The first iteration of my work was prototyped inside a database. It used fixed length records and implemented block de-duplication. Deployed systems systems typically use anything from 1KB blocks to 4MB blocks (with alarming variation in the checks for unique data). Larger block sizes are better for databases and video. Unexpectedly, 4KB works particularly well with legacy Microsoft Office documents and you can confirm for yourself that these files are exact multiples of 4KB. However, block de-duplication fails horribly with PKZip files. This is important because PKZip is the basis for numerous contemporary file formats, including Java Archives and .docx
The second iteration of my work was attempt to migrate to variable length blocks. The implementation split files at markers typically found within JPEGs and PKZip files. However, I never found a general case for this process and work was slowed because performance was awful. Compression improved the best case at the expense of the worst case. It also led to the problem of how to efficiently store thousands of different lengths of compressed blocks. When prototyping in a database, this can be delegated to the database but how would this be implemented efficiently in a file of raw disk partition? A solution must exist because it was widely used on desktop computers via DoubleSpace's Stacker and MSDOS6. The computer scientist, Donald Knuth, possibly in 1964, described Fibonacci lengths for memory allocation. This is more efficient than the obvious powers of two because the ratio grows by 1.6 and therefore waste is reduced. With some concessions for powers of two, this is implemented in Sun Microsystems' Arena memory allocator. The same principle applies to storage. For prototyping, a crude arrangement is a de-normalised database with one fixed length database table for each Fibonacci length. There is an analogous arrangement for raw disk.

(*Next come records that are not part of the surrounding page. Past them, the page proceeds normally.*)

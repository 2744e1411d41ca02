//! In-process worker pool
//!
//! Each worker runs as its own tokio task with a private table. A pool call
//! sends one request per target and waits for every reply before returning,
//! which gives the barrier semantics the coordinator relies on.

use crate::common::{Error, PoolConfig, Result, Value};
use crate::pool::{Command, WorkerId, WorkerPool};
use crate::worker::server::{Envelope, WorkerRequest};
use crate::worker::Worker;
use async_trait::async_trait;
use futures_util::future::join_all;
use std::collections::{BTreeMap, BTreeSet};
use tokio::sync::{mpsc, oneshot};

pub struct LocalPool {
    senders: BTreeMap<WorkerId, mpsc::Sender<Envelope>>,
}

impl LocalPool {
    /// Spawn the workers described by `config`. Must be called from within a
    /// tokio runtime.
    pub fn spawn(config: &PoolConfig) -> Result<Self> {
        config.validate()?;
        let size = config.workers;
        let ranks: Vec<usize> = match &config.transport_ranks {
            Some(ranks) => ranks.clone(),
            None => (0..size).collect(),
        };

        let mut senders = BTreeMap::new();
        for (i, rank) in ranks.into_iter().enumerate() {
            let id = WorkerId(i as u32);
            let (tx, _handle) = Worker::new(id, rank, size).spawn(config.channel_capacity);
            senders.insert(id, tx);
        }

        tracing::info!("Local pool started with {} workers", size);
        Ok(Self { senders })
    }

    pub fn with_workers(workers: usize) -> Result<Self> {
        Self::spawn(&PoolConfig::with_workers(workers))
    }

    async fn request(&self, worker: WorkerId, request: WorkerRequest) -> Result<Value> {
        let sender = self
            .senders
            .get(&worker)
            .ok_or(Error::UnknownWorker(worker))?;
        let (reply, rx) = oneshot::channel();
        sender
            .send(Envelope { request, reply })
            .await
            .map_err(|_| Error::Transport(format!("{} is unreachable", worker)))?;
        rx.await
            .map_err(|_| Error::Transport(format!("{} dropped the request", worker)))?
    }

    /// Send one request per target and wait for all of them, even after a
    /// failure, so the call stays a barrier over `targets`.
    async fn fan_out<F>(&self, targets: &[WorkerId], make: F) -> Result<Vec<Value>>
    where
        F: Fn() -> WorkerRequest,
    {
        let pending = targets.iter().map(|&worker| self.request(worker, make()));
        join_all(pending).await.into_iter().collect()
    }
}

#[async_trait]
impl WorkerPool for LocalPool {
    fn workers(&self) -> Vec<WorkerId> {
        self.senders.keys().copied().collect()
    }

    async fn pool_size(&self) -> Result<usize> {
        let first = self
            .senders
            .keys()
            .next()
            .copied()
            .ok_or_else(|| Error::Transport("pool has no workers".into()))?;
        let size = self.request(first, WorkerRequest::TransportSize).await?;
        as_count(first, &size)
    }

    async fn worker_transport_rank(&self, worker: WorkerId) -> Result<usize> {
        let rank = self.request(worker, WorkerRequest::TransportRank).await?;
        as_count(worker, &rank)
    }

    async fn execute(&self, command: &Command, targets: &[WorkerId]) -> Result<()> {
        if command.is_collective() {
            let addressed: BTreeSet<WorkerId> = targets.iter().copied().collect();
            if addressed.len() != self.senders.len()
                || !self.senders.keys().all(|w| addressed.contains(w))
            {
                return Err(Error::Transport(format!(
                    "collective {} issued to {} of {} workers",
                    command.name(),
                    addressed.len(),
                    self.senders.len()
                )));
            }
        }
        tracing::debug!("execute {} on {} workers", command.name(), targets.len());
        self.fan_out(targets, || WorkerRequest::Execute(command.clone()))
            .await
            .map(|_| ())
    }

    async fn store(&self, values: &BTreeMap<String, Value>, targets: &[WorkerId]) -> Result<()> {
        tracing::debug!("store {} values on {} workers", values.len(), targets.len());
        self.fan_out(targets, || {
            WorkerRequest::Store(values.iter().map(|(k, v)| (k.clone(), v.clone())).collect())
        })
        .await
        .map(|_| ())
    }

    async fn retrieve(&self, name: &str, targets: &[WorkerId]) -> Result<Vec<Value>> {
        tracing::debug!("retrieve {} from {} workers", name, targets.len());
        self.fan_out(targets, || WorkerRequest::Retrieve(name.to_string()))
            .await
    }
}

fn as_count(worker: WorkerId, value: &Value) -> Result<usize> {
    let count = match value {
        Value::Int(n) => usize::try_from(*n).ok(),
        _ => None,
    };
    count.ok_or_else(|| Error::Worker {
        worker,
        reason: format!("expected a non-negative integer, got {}", value),
    })
}

#[cfg(test)]
mod tests {
    use super::*;

    #[test]
    fn test_count_must_be_an_integer() {
        assert_eq!(as_count(WorkerId(0), &Value::Int(3)).unwrap(), 3);
        assert!(as_count(WorkerId(0), &Value::Bool(true)).is_err());
        assert!(as_count(WorkerId(0), &Value::Int(-1)).is_err());
    }

    #[tokio::test]
    async fn test_store_and_retrieve_in_target_order() {
        let pool = LocalPool::with_workers(3).unwrap();
        let mut values = BTreeMap::new();
        values.insert("x".to_string(), Value::Int(5));
        pool.store(&values, &[WorkerId(2), WorkerId(0)]).await.unwrap();

        let got = pool.retrieve("x", &[WorkerId(0), WorkerId(2)]).await.unwrap();
        assert_eq!(got, vec![Value::Int(5), Value::Int(5)]);

        // worker 1 never got it
        assert!(pool.retrieve("x", &[WorkerId(1)]).await.is_err());
    }

    #[tokio::test]
    async fn test_unknown_worker() {
        let pool = LocalPool::with_workers(2).unwrap();
        assert!(matches!(
            pool.worker_transport_rank(WorkerId(9)).await,
            Err(Error::UnknownWorker(WorkerId(9)))
        ));
    }

    #[tokio::test]
    async fn test_transport_ranks_and_size() {
        let config = PoolConfig {
            workers: 3,
            transport_ranks: Some(vec![2, 0, 1]),
            channel_capacity: 4,
        };
        let pool = LocalPool::spawn(&config).unwrap();
        assert_eq!(pool.pool_size().await.unwrap(), 3);
        assert_eq!(pool.worker_transport_rank(WorkerId(0)).await.unwrap(), 2);
        assert_eq!(pool.worker_transport_rank(WorkerId(2)).await.unwrap(), 1);
    }

    #[tokio::test]
    async fn test_collective_must_reach_every_worker() {
        let pool = LocalPool::with_workers(4).unwrap();
        let command = Command::CreateGroup {
            ranks: vec![0, 1],
            into: crate::coordinator::keys::Key::generate(),
        };
        let partial = pool.execute(&command, &[WorkerId(0), WorkerId(1)]).await;
        assert!(matches!(partial, Err(Error::Transport(_))));
        assert!(pool.execute(&command, &pool.workers()).await.is_ok());
    }
}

None of these prototypes handled random access or full-text indexing, like EMC's systems. I was also concerned that, in the most pessimistic case, 3/8 of storage was wasted and, in the typical case, 3/16 is wasted. Waste can be reduced by tweaking figures. However, it should be apparent that there are diminishing returns that cannot be eliminated - unless the uncompressed data is stored in blocks of Fibonacci length.
That's the basis for the third iteration. Although it overcomes previous limitations, it has not been prototyped because it is expected to require far more work than the previous iterations. This is particularly true after a similar number of iterations prototyping full-text indexing. Someone sensible and numerate should ensure that talk of Fibonacci numbers, golden ratios, factorials, random walks, birthday paradoxes and Poisson distributions are not a numeralogical fringe lunatic heading towards a third educational but uncompetitive implementation. (If you're mad enough, there may also be opportunity to define your own rôle in this venture.)
I've been surprised how far prototypes scale. 1KB blocks with a 32 bit primary key allow 242 bytes (4TB) to be stored - and this was never a limitation when it only transfered 11 blocks per second. Search engines are similar. It is ridiculously easy to spread search terms over 4096 hash elements and compress the data to increase retrevial speed by a factor of four. This works for millions of web pages without difficulty. However, at scale, a comprehensive query syntax requires at least six tiers of application servers.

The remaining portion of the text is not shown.